Methods inherited from class java.lang.Object
clone, equals, finalize, getClass, hashCode, notify, notifyAll, toString, wait, wait, wait
 

Field Detail

log

protected static final org.apache.log4j.Logger log
Logger.


ERR_TOO_MANY_TUPLES

protected static final String ERR_TOO_MANY_TUPLES
Error message when the #of tuples in the IndexSegment would exceed Integer.MAX_VALUE.

Note: This is not an inherent limit in the IndexSegment but rather a limit in the IndexSegmentPlan (and perhaps the IndexSegmentBuilder) which presumes that the entry count is an int rather than a long.

See Also:
Constant Field Values

ERR_NO_TUPLES

protected static final String ERR_NO_TUPLES
Warning message when the index segment will be empty.

See Also:
Constant Field Values

outFile

public final File outFile
The file specified by the caller on which the IndexSegment is written.


entryCount

public final int entryCount
The value specified to the ctor.


commitTime

public final long commitTime
The commit time associated with the view from which the IndexSegment is being generated (from the ctor). This value is written into IndexSegmentCheckpoint.commitTime.


compactingMerge

public final boolean compactingMerge
true iff the generated IndexSegment will incorporate all state for the source index (partition) as of the specified commitTime.
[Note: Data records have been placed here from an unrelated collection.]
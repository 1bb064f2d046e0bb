mod zernike;

pub use zernike::*;

use pyo3::prelude::*;
use pyo3::types::PyModule;

/// Zernike basis generation for Python
#[pymodule]
pub fn zernike_basis(_py: Python, m: &PyModule) -> PyResult<()> {
    m.add("__version__", env!("CARGO_PKG_VERSION"))?;
    zernike::register(m)?;
    Ok(())
}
Note: This flag is written into the IndexSegmentCheckpoint but it has no other effect on the build process.


metadata

public final IndexMetadata metadata
A copy of the metadata object provided to the ctor. This object is further modified before being written on the IndexSegmentStore.


segmentUUID

public final UUID segmentUUID
The unique identifier for the generated IndexSegment resource.


out

protected RandomAccessFile out
The file on which the IndexSegment is written. The file is closed regardless of the outcome of the operation.


leafBuffer

protected TemporaryRawStore leafBuffer
The buffer used to hold leaves so that they can be evicted en mass onto a region of the outFile.


nodeBuffer

protected TemporaryRawStore nodeBuffer
The buffer used to hold nodes so that they can be evicted en mass onto a region of the outFile.


blobBuffer

protected TemporaryRawStore blobBuffer
The optional buffer used to hold records referenced by index entries. In order to use this buffer the IndexMetadata MUST specify an IOverflowHandler.


plan

public final IndexSegmentPlan plan
The plan for building the B+-Tree.


elapsed_setup

public final long elapsed_setup
The time to setup the index build, including the generation of the index plan and the initialization of some helper objects.


elapsed_build

public long elapsed_build
The time to write the nodes and leaves into their respective buffers, not including the time to transfer those buffered onto the output file.


elapsed_write

public long elapsed_write
The time to write the nodes and leaves from their respective buffers onto the output file and synch and close that output file.


elapsed

public long elapsed
The process runtime in milliseconds.


mbPerSec

public float mbPerSec
The data throughput rate in megabytes per second.

Constructor Detail

IndexSegmentBuilder

public IndexSegmentBuilder(File outFile,
                           File tmpDir,
                           int entryCount,
                           ITupleIterator entryIterator,
                           int m,
                           IndexMetadata metadata,
                           long commitTime,
                           boolean compactingMerge)
                    throws IOException

Designated constructor sets up a build of an IndexSegment for some caller defined read-only view.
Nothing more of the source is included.